Computer programmer David Dorsett, 37, was sentenced on Monday in U.S. District Court to three years of federal probation and a $2,000 fine, U.S. Attorney Stephen McAllister said in a news release. Dorsett previously pleaded guilty to two counts of making extortionate threats through the internet.
Dorsett had faced up to two years in federal prison and a fine of up to $250,000 on each of the two counts, but his plea deal called for probation.
As part of his plea, Dorsett admitted that in September 2014 he offered “reputation management services” to Pistotnik, an attorney who is also known as “The Bull.” Prosecutors said that emails between the men showed Pistotnik asking Dorsett, “Any luck removing that bad website I showed you?” and “tell me how we get rid of it.”
He had wanted Dorsett to remove internet postings of a negative consumer review and a Kansas Supreme Court disciplinary opinion against himself, prosecutors said. Dorsett sent a barrage of emails to websites Leagle.com and RipoffReport.com demanding that the information be removed. Pistotnik paid Dorsett for sending the threats.

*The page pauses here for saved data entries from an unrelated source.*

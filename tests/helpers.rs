// Shared test helpers: in-memory sinks and fixture files.
//
// Each integration test file includes this module with `mod helpers;`, so not
// every helper is used by every file.

#![allow(dead_code)]

use std::io::Write;
use std::path::Path;
use std::sync::atomic::{AtomicUsize, Ordering};
use std::sync::Mutex;
use std::time::Duration;

use async_trait::async_trait;
use terminology_importer::{Config, Document, DocumentSink, SinkError};

/// Header line of a SNOMED CT RF2 description file.
pub const SNOMED_HEADER: &str =
    "id\teffectiveTime\tactive\tmoduleId\tconceptId\tlanguageCode\ttypeId\tterm\tcaseSignificanceId";

/// A valid description line whose `id` column is `n`.
pub fn snomed_line(n: usize) -> String {
    format!(
        "{n}\t20240515\t1\t11000274103\t{}\tde\t900000000000013009\tBegriff {n}\t900000000000448009",
        100_000 + n
    )
}

/// Writes a header plus `records` valid lines to `dir/name`.
pub fn write_snomed_file(dir: &Path, name: &str, records: usize) -> std::path::PathBuf {
    let path = dir.join(name);
    let mut file = std::fs::File::create(&path).expect("Failed to create fixture");
    writeln!(file, "{SNOMED_HEADER}").expect("Failed to write header");
    for n in 0..records {
        writeln!(file, "{}", snomed_line(n)).expect("Failed to write line");
    }
    path
}

/// Writes raw content to `dir/name`.
pub fn write_file(dir: &Path, name: &str, content: &str) -> std::path::PathBuf {
    let path = dir.join(name);
    std::fs::write(&path, content).expect("Failed to write fixture");
    path
}

/// Configuration reading `path` locally, with no pause between batches.
pub fn local_config(path: &Path, batch_size: usize, workers: usize) -> Config {
    Config {
        file: path.to_string_lossy().into_owned(),
        batch_size,
        workers,
        retry_delay_ms: 1,
        batch_interval_ms: 0,
        ..Default::default()
    }
}

/// Sink that accepts everything and remembers each batch's document ids.
#[derive(Default)]
pub struct RecordingSink {
    batches: Mutex<Vec<Vec<String>>>,
    delay: Duration,
}

impl RecordingSink {
    pub fn with_delay(delay: Duration) -> Self {
        Self {
            delay,
            ..Default::default()
        }
    }

    pub fn batches(&self) -> Vec<Vec<String>> {
        self.batches.lock().expect("lock poisoned").clone()
    }

    pub fn ids(&self) -> Vec<String> {
        self.batches().into_iter().flatten().collect()
    }
}

#[async_trait]
impl DocumentSink for RecordingSink {
    async fn add_documents(&self, documents: &[Document]) -> Result<(), SinkError> {
        if !self.delay.is_zero() {
            tokio::time::sleep(self.delay).await;
        }
        self.batches
            .lock()
            .expect("lock poisoned")
            .push(documents.iter().map(|d| d.id.clone()).collect());
        Ok(())
    }

    fn name(&self) -> String {
        "recording sink".into()
    }
}

/// Sink that rejects every submission with a retriable error.
#[derive(Default)]
pub struct FailingSink {
    calls: AtomicUsize,
}

impl FailingSink {
    pub fn calls(&self) -> usize {
        self.calls.load(Ordering::SeqCst)
    }
}

#[async_trait]
impl DocumentSink for FailingSink {
    async fn add_documents(&self, _documents: &[Document]) -> Result<(), SinkError> {
        self.calls.fetch_add(1, Ordering::SeqCst);
        Err(SinkError::Other("index unreachable".into()))
    }

    fn name(&self) -> String {
        "failing sink".into()
    }
}
//! Conversion of one delimited line into a [`Document`].

use crate::models::{Document, Metadata};

use super::layout::RecordLayout;

/// Result of parsing a single line.
#[derive(Debug, Clone, PartialEq, Eq)]
pub enum Parsed {
    Record(Document),
    /// The line has fewer fields than the layout requires.
    Skip { fields: usize },
}

/// Turns raw lines into documents according to a fixed column layout.
///
/// Holds no mutable state; parsing is a pure function of the line.
#[derive(Debug, Clone)]
pub struct RecordParser {
    layout: &'static RecordLayout,
    delimiter: char,
    context: String,
    id_prefix: String,
}

impl RecordParser {
    pub fn new(
        layout: &'static RecordLayout,
        delimiter: char,
        context: impl Into<String>,
        id_prefix: impl Into<String>,
    ) -> Self {
        Self {
            layout,
            delimiter,
            context: context.into(),
            id_prefix: id_prefix.into(),
        }
    }

    pub fn layout(&self) -> &'static RecordLayout {
        self.layout
    }

    pub fn parse(&self, line: &str) -> Parsed {
        let fields: Vec<&str> = line.split(self.delimiter).collect();
        if fields.len() < self.layout.min_fields() {
            return Parsed::Skip {
                fields: fields.len(),
            };
        }

        let mut metadata = Metadata::with_capacity(self.layout.columns.len());
        for (&name, &value) in self.layout.columns.iter().zip(fields.iter()) {
            metadata.push(name, value);
        }

        let column = |name: &str| metadata.get(name).unwrap_or_default().to_string();

        let mut id = self.id_prefix.clone();
        for name in self.layout.id_columns {
            id.push('-');
            id.push_str(metadata.get(name).unwrap_or_default());
        }

        let code = column(self.layout.code_column);
        let display = column(self.layout.display_column);

        Parsed::Record(Document {
            id,
            code,
            display,
            context: self.context.clone(),
            metadata,
        })
    }
}

/// Parses `line`, returning `None` for lines that are skipped.
pub fn parse_line(line: &str, parser: &RecordParser) -> Option<Document> {
    match parser.parse(line) {
        Parsed::Record(doc) => Some(doc),
        Parsed::Skip { .. } => None,
    }
}
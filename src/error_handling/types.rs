//! Error type definitions.
//!
//! Typed errors for each stage of the pipeline. The orchestration layer wraps
//! these in `anyhow` with context; module boundaries return them directly.

use log::SetLoggerError;
use reqwest::Error as ReqwestError;
use reqwest::StatusCode;
use thiserror::Error;

/// Error types for initialization failures.
#[derive(Error, Debug)]
#[allow(clippy::enum_variant_names)] // All variants end with "Error" by convention
pub enum InitializationError {
    /// Error initializing the logger.
    #[error("Logger initialization error: {0}")]
    LoggerError(#[from] SetLoggerError),

    /// Error initializing the HTTP client.
    #[error("HTTP client initialization error: {0}")]
    HttpClientError(#[from] ReqwestError),

    /// The index URL could not be parsed.
    #[error("Invalid index URL '{url}': {source}")]
    IndexUrlError {
        url: String,
        #[source]
        source: url::ParseError,
    },
}

/// Rejected configuration values.
#[derive(Error, Debug)]
pub enum ConfigError {
    #[error("Invalid value for {field}: {reason}")]
    InvalidValue { field: &'static str, reason: String },

    #[error("--failed-batches dead-letter requires --dead-letter-path")]
    MissingDeadLetterPath,
}

/// Failures of the line source.
///
/// Open-time variants (`SourceUnavailable`, `CredentialsMissing`,
/// `HeaderReadError`) stop the run before any batch is dispatched.
/// `RecordTooLarge` and `Read` occur mid-stream and stop the producer only.
#[derive(Error, Debug)]
pub enum SourceError {
    #[error("Source unavailable: {location}: {reason}")]
    SourceUnavailable { location: String, reason: String },

    #[error("Remote source requires credentials: {0}")]
    CredentialsMissing(String),

    #[error("Failed to read header line: {0}")]
    HeaderReadError(String),

    #[error("Line {line_number} exceeds the {limit} byte limit")]
    RecordTooLarge { line_number: u64, limit: usize },

    #[error("Read error after line {line_number}: {source}")]
    Read {
        line_number: u64,
        #[source]
        source: std::io::Error,
    },
}

impl SourceError {
    pub(crate) fn unavailable(location: impl Into<String>, reason: impl ToString) -> Self {
        SourceError::SourceUnavailable {
            location: location.into(),
            reason: reason.to_string(),
        }
    }
}

/// Failure of a single batch submission to the index.
#[derive(Error, Debug)]
pub enum SinkError {
    /// Connection, timeout, or body transfer failure.
    #[error("Index request failed: {0}")]
    Transport(#[from] ReqwestError),

    /// The index answered with a non-success status.
    #[error("Index rejected batch with HTTP {status}: {body}")]
    Status { status: StatusCode, body: String },

    /// Documents could not be encoded.
    #[error("Failed to encode documents: {0}")]
    Encode(#[from] serde_json::Error),

    /// Any other sink-specific failure.
    #[error("{0}")]
    Other(String),
}

impl SinkError {
    /// Whether another attempt could succeed.
    ///
    /// Transport failures, 429 and 5xx are transient. Other 4xx answers and
    /// encoding failures will fail identically on every attempt. `Other` keeps
    /// the retry-everything behavior for sinks that do not classify.
    pub fn is_retriable(&self) -> bool {
        match self {
            SinkError::Transport(_) | SinkError::Other(_) => true,
            SinkError::Status { status, .. } => {
                *status == StatusCode::TOO_MANY_REQUESTS || status.is_server_error()
            }
            SinkError::Encode(_) => false,
        }
    }
}

/// Failures that end an import run.
#[derive(Error, Debug)]
pub enum PipelineError {
    #[error(transparent)]
    Source(#[from] SourceError),

    #[error("Malformed line {line_number}: expected at least {expected} fields, found {found}")]
    MalformedLine {
        line_number: u64,
        expected: usize,
        found: usize,
    },

    #[error("Batch of {records} records abandoned after {attempts} attempts: {source}")]
    BatchAbandoned {
        records: usize,
        attempts: usize,
        #[source]
        source: SinkError,
    },

    #[error("Distribution channel closed while {0} records were pending")]
    ChannelClosed(usize),

    #[error("Failed to write dead-letter file: {0}")]
    DeadLetter(#[source] std::io::Error),
}
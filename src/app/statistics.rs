//! End-of-run summary logging.

use log::{log, Level};
use std::time::Duration;

use super::memory::MemoryProbe;
use super::progress::ProgressSnapshot;

/// Logs the final figures of a run.
pub fn log_completion(
    snapshot: &ProgressSnapshot,
    elapsed: Duration,
    cancelled: bool,
    memory: &MemoryProbe,
) {
    for (level, line) in completion_lines(snapshot, elapsed, cancelled, memory.rss_mb()) {
        log!(level, "{}", line);
    }
}

/// Summary lines with their levels. Skipped lines are reported at debug only.
fn completion_lines(
    snapshot: &ProgressSnapshot,
    elapsed: Duration,
    cancelled: bool,
    rss_mb: Option<u64>,
) -> Vec<(Level, String)> {
    let elapsed_secs = elapsed.as_secs_f64();
    let mut lines = Vec::new();
    if cancelled {
        lines.push((
            Level::Warn,
            format!(
                "Import interrupted after {:.2} seconds; {} records were indexed before stopping",
                elapsed_secs, snapshot.records_indexed
            ),
        ));
    } else {
        lines.push((
            Level::Info,
            format!("Import completed in {:.2} seconds", elapsed_secs),
        ));
    }

    lines.push((
        Level::Info,
        format!(
            "Indexed {} record{} in {} batch{} ({} submission attempt{})",
            snapshot.records_indexed,
            plural(snapshot.records_indexed),
            snapshot.batches_indexed,
            if snapshot.batches_indexed == 1 { "" } else { "es" },
            snapshot.submission_attempts,
            plural(snapshot.submission_attempts),
        ),
    ));

    if snapshot.lines_skipped > 0 {
        lines.push((
            Level::Debug,
            format!(
                "Skipped {} of {} line{} with too few fields",
                snapshot.lines_skipped,
                snapshot.lines_read,
                plural(snapshot.lines_read)
            ),
        ));
    }

    if snapshot.batches_abandoned > 0 {
        lines.push((
            Level::Warn,
            format!(
                "Abandoned {} batch{} ({} records) after exhausting retries",
                snapshot.batches_abandoned,
                if snapshot.batches_abandoned == 1 { "" } else { "es" },
                snapshot.records_abandoned
            ),
        ));
    }

    if let Some(mb) = rss_mb {
        lines.push((
            Level::Info,
            format!("Final memory usage by this process: {} MB", mb),
        ));
    }
    lines
}

fn plural(count: u64) -> &'static str {
    if count == 1 {
        ""
    } else {
        "s"
    }
}
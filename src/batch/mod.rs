//! Groups parsed documents into fixed-size batches and hands them to the
//! worker pool.

use std::sync::Arc;

use crate::app::ProgressCounters;
use crate::error_handling::PipelineError;
use crate::models::{Batch, Document};

/// Accumulates documents and sends full batches over the distribution channel.
///
/// Owned by the producer. With a rendezvous channel, [`Batcher::accept`]
/// suspends until a worker takes the batch; this is the only backpressure
/// point between reading and indexing.
pub struct Batcher {
    pending: Batch,
    batch_size: usize,
    tx: flume::Sender<Batch>,
    counters: Arc<ProgressCounters>,
}

impl Batcher {
    /// `batch_size` must be at least 1; [`crate::Config::validate`] enforces it.
    pub fn new(
        batch_size: usize,
        tx: flume::Sender<Batch>,
        counters: Arc<ProgressCounters>,
    ) -> Self {
        let batch_size = batch_size.max(1);
        Self {
            pending: Vec::with_capacity(batch_size),
            batch_size,
            tx,
            counters,
        }
    }

    /// Number of documents waiting for the next batch.
    pub fn pending(&self) -> usize {
        self.pending.len()
    }

    /// Appends `document`, sending the batch once it reaches `batch_size`.
    ///
    /// # Errors
    ///
    /// `PipelineError::ChannelClosed` if every worker is gone.
    pub async fn accept(&mut self, document: Document) -> Result<(), PipelineError> {
        self.pending.push(document);
        if self.pending.len() >= self.batch_size {
            let batch = std::mem::replace(&mut self.pending, Vec::with_capacity(self.batch_size));
            self.send(batch).await?;
        }
        Ok(())
    }

    /// Sends the partially filled batch, if any. Calling it again is a no-op.
    pub async fn flush(&mut self) -> Result<(), PipelineError> {
        if self.pending.is_empty() {
            return Ok(());
        }
        let batch = std::mem::take(&mut self.pending);
        self.send(batch).await
    }

    async fn send(&self, batch: Batch) -> Result<(), PipelineError> {
        let records = batch.len();
        self.tx
            .send_async(batch)
            .await
            .map_err(|flume::SendError(batch)| PipelineError::ChannelClosed(batch.len()))?;
        self.counters.record_dispatched();
        log::trace!("Dispatched batch of {} records", records);
        Ok(())
    }
}

#[cfg(test)]
mod tests {
    use super::*;
    use crate::models::Metadata;

    fn doc(n: usize) -> Document {
        Document {
            id: format!("snomed-ct-description-{n}"),
            code: n.to_string(),
            display: format!("term {n}"),
            context: "snomed-ct".into(),
            metadata: Metadata::default(),
        }
    }

    fn drain(rx: &flume::Receiver<Batch>) -> Vec<Batch> {
        rx.drain().collect()
    }

    #[tokio::test]
    async fn test_full_batches_are_sent_on_accept() {
        let (tx, rx) = flume::unbounded();
        let counters = Arc::new(ProgressCounters::new());
        let mut batcher = Batcher::new(3, tx, Arc::clone(&counters));

        for n in 0..7 {
            batcher.accept(doc(n)).await.expect("accept");
        }
        assert_eq!(batcher.pending(), 1);
        let sent = drain(&rx);
        assert_eq!(sent.len(), 2);
        assert!(sent.iter().all(|b| b.len() == 3));
        assert_eq!(counters.snapshot().batches_dispatched, 2);
    }

    #[tokio::test]
    async fn test_flush_sends_remainder_once() {
        let (tx, rx) = flume::unbounded();
        let mut batcher = Batcher::new(3, tx, Arc::new(ProgressCounters::new()));

        for n in 0..4 {
            batcher.accept(doc(n)).await.expect("accept");
        }
        batcher.flush().await.expect("flush");
        batcher.flush().await.expect("second flush");

        let sent = drain(&rx);
        assert_eq!(sent.len(), 2);
        assert_eq!(sent[1].len(), 1);
        assert_eq!(sent[1][0].id, "snomed-ct-description-3");
    }

    #[tokio::test]
    async fn test_flush_empty_is_noop() {
        let (tx, rx) = flume::unbounded();
        let mut batcher = Batcher::new(3, tx, Arc::new(ProgressCounters::new()));
        batcher.flush().await.expect("flush");
        assert!(rx.is_empty());
    }

    #[tokio::test]
    async fn test_batch_preserves_input_order() {
        let (tx, rx) = flume::unbounded();
        let mut batcher = Batcher::new(5, tx, Arc::new(ProgressCounters::new()));
        for n in 0..5 {
            batcher.accept(doc(n)).await.expect("accept");
        }
        let sent = drain(&rx);
        let codes: Vec<_> = sent[0].iter().map(|d| d.code.as_str()).collect();
        assert_eq!(codes, ["0", "1", "2", "3", "4"]);
    }

    #[tokio::test]
    async fn test_closed_channel() {
        let (tx, rx) = flume::bounded(0);
        drop(rx);
        let mut batcher = Batcher::new(2, tx, Arc::new(ProgressCounters::new()));
        batcher.accept(doc(0)).await.expect("first accept only buffers");
        let err = batcher.accept(doc(1)).await.expect_err("channel is closed");
        assert!(matches!(err, PipelineError::ChannelClosed(2)));
    }

    #[tokio::test]
    async fn test_rendezvous_send_waits_for_receiver() {
        let (tx, rx) = flume::bounded(0);
        let mut batcher = Batcher::new(1, tx, Arc::new(ProgressCounters::new()));

        let consumer = tokio::spawn(async move {
            let mut received = Vec::new();
            while let Ok(batch) = rx.recv_async().await {
                received.push(batch);
            }
            received
        });

        for n in 0..4 {
            batcher.accept(doc(n)).await.expect("accept");
        }
        drop(batcher);

        let received = consumer.await.expect("consumer task");
        assert_eq!(received.len(), 4);
    }
}
//! Record parsing.
//!
//! Splits delimited export lines into positional fields and maps them onto a
//! [`Document`](crate::models::Document) using a static column layout:
//! - SNOMED CT description files (9 columns)
//! - ICD-10-GM code files (28 columns)
//!
//! Lines with fewer fields than the layout requires are reported as skipped,
//! never as errors; the caller decides what a skip means.

mod layout;
mod record;

// Re-export public API
pub use layout::{RecordLayout, ICD_10_GM_CODE, SNOMED_CT_DESCRIPTION};
pub use record::{parse_line, Parsed, RecordParser};
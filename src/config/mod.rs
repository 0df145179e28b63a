//! Application configuration and constants.
//!
//! This module provides:
//! - Default values for every pipeline tunable
//! - CLI option types and parsing
//! - Policy enums for malformed lines and failed batches

mod constants;
mod types;

// Re-export all constants
pub use constants::*;
pub use types::{
    Config, DocType, FailedBatchPolicy, LogFormat, LogLevel, MalformedLinePolicy, SourceKind,
};
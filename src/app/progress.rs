//! Progress accounting and periodic progress logging.

use log::{info, warn};
use std::sync::atomic::{AtomicU64, Ordering};
use std::time::Instant;

use super::memory::MemoryProbe;

/// Counters of one import run.
///
/// Owned by the run and shared with its workers through an `Arc`; two runs in
/// the same process never share counters. All updates are additive atomics.
#[derive(Debug, Default)]
pub struct ProgressCounters {
    records_indexed: AtomicU64,
    batches_indexed: AtomicU64,
    records_abandoned: AtomicU64,
    batches_abandoned: AtomicU64,
    batches_dispatched: AtomicU64,
    submission_attempts: AtomicU64,
    lines_read: AtomicU64,
    lines_skipped: AtomicU64,
}

/// Point-in-time copy of [`ProgressCounters`].
#[derive(Debug, Clone, Copy, Default, PartialEq, Eq)]
pub struct ProgressSnapshot {
    pub records_indexed: u64,
    pub batches_indexed: u64,
    pub records_abandoned: u64,
    pub batches_abandoned: u64,
    pub batches_dispatched: u64,
    pub submission_attempts: u64,
    pub lines_read: u64,
    pub lines_skipped: u64,
}

impl ProgressCounters {
    pub fn new() -> Self {
        Self::default()
    }

    /// Records a successfully indexed batch and returns `(previous, new)`
    /// record totals.
    pub fn record_indexed(&self, records: u64) -> (u64, u64) {
        self.batches_indexed.fetch_add(1, Ordering::Relaxed);
        let previous = self.records_indexed.fetch_add(records, Ordering::SeqCst);
        (previous, previous + records)
    }

    pub fn record_abandoned(&self, records: u64) {
        self.batches_abandoned.fetch_add(1, Ordering::Relaxed);
        self.records_abandoned.fetch_add(records, Ordering::SeqCst);
    }

    pub fn record_dispatched(&self) {
        self.batches_dispatched.fetch_add(1, Ordering::Relaxed);
    }

    pub fn record_attempt(&self) {
        self.submission_attempts.fetch_add(1, Ordering::Relaxed);
    }

    pub fn record_line(&self) {
        self.lines_read.fetch_add(1, Ordering::Relaxed);
    }

    pub fn record_skipped_line(&self) {
        self.lines_skipped.fetch_add(1, Ordering::Relaxed);
    }

    pub fn records_indexed(&self) -> u64 {
        self.records_indexed.load(Ordering::SeqCst)
    }

    pub fn snapshot(&self) -> ProgressSnapshot {
        ProgressSnapshot {
            records_indexed: self.records_indexed.load(Ordering::SeqCst),
            batches_indexed: self.batches_indexed.load(Ordering::SeqCst),
            records_abandoned: self.records_abandoned.load(Ordering::SeqCst),
            batches_abandoned: self.batches_abandoned.load(Ordering::SeqCst),
            batches_dispatched: self.batches_dispatched.load(Ordering::SeqCst),
            submission_attempts: self.submission_attempts.load(Ordering::SeqCst),
            lines_read: self.lines_read.load(Ordering::SeqCst),
            lines_skipped: self.lines_skipped.load(Ordering::SeqCst),
        }
    }
}

/// Whether going from `previous` to `current` passed a multiple of `interval`.
///
/// Batches rarely land exactly on a multiple, so an equality test on the new
/// total would stay silent for most batch sizes.
pub fn crossed_interval(previous: u64, current: u64, interval: u64) -> bool {
    interval > 0 && previous / interval != current / interval
}

/// Logs indexed records, throughput, and current memory usage.
pub fn log_progress(start_time: Instant, counters: &ProgressCounters, memory: &MemoryProbe) {
    let indexed = counters.records_indexed();
    let elapsed_secs = start_time.elapsed().as_secs_f64();
    let rate = if elapsed_secs > 0.0 {
        indexed as f64 / elapsed_secs
    } else {
        0.0
    };
    info!(
        "Processed {} records in {:.2} seconds (~{:.0} records/sec)",
        indexed, elapsed_secs, rate
    );
    match memory.rss_mb() {
        Some(mb) => info!("Memory usage by this process: {} MB", mb),
        None => warn!("Could not retrieve memory usage of this process"),
    }
}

The review on the web page prosecutors linked to in court documents claims, in part, that “you are better off hiring his brother.” The disciplinary opinion cited in court documents was from 1993, where two formal complaints brought against Pistotnik were based on “a pattern of repeated criminal offenses.” He was ultimately suspended from practicing law in Kansas for a year.
“If you don’t remove it we will begin targeting your advertisers and explain that this will stop happening to them once they pull their ads,” Dorsett’s emails said, in part, according to prosecutors.
Pistotnik previously pleaded guilty to three misdemeanor counts of being an accessory after the fact to making an extortionate threat over the internet. A judge ordered him to pay a $375,000 fine and $55,200 in restitution. He will not serve time in prison or on probation. The fine, restitution and lack of imprisonment or probation were recommended by both parties in a plea deal.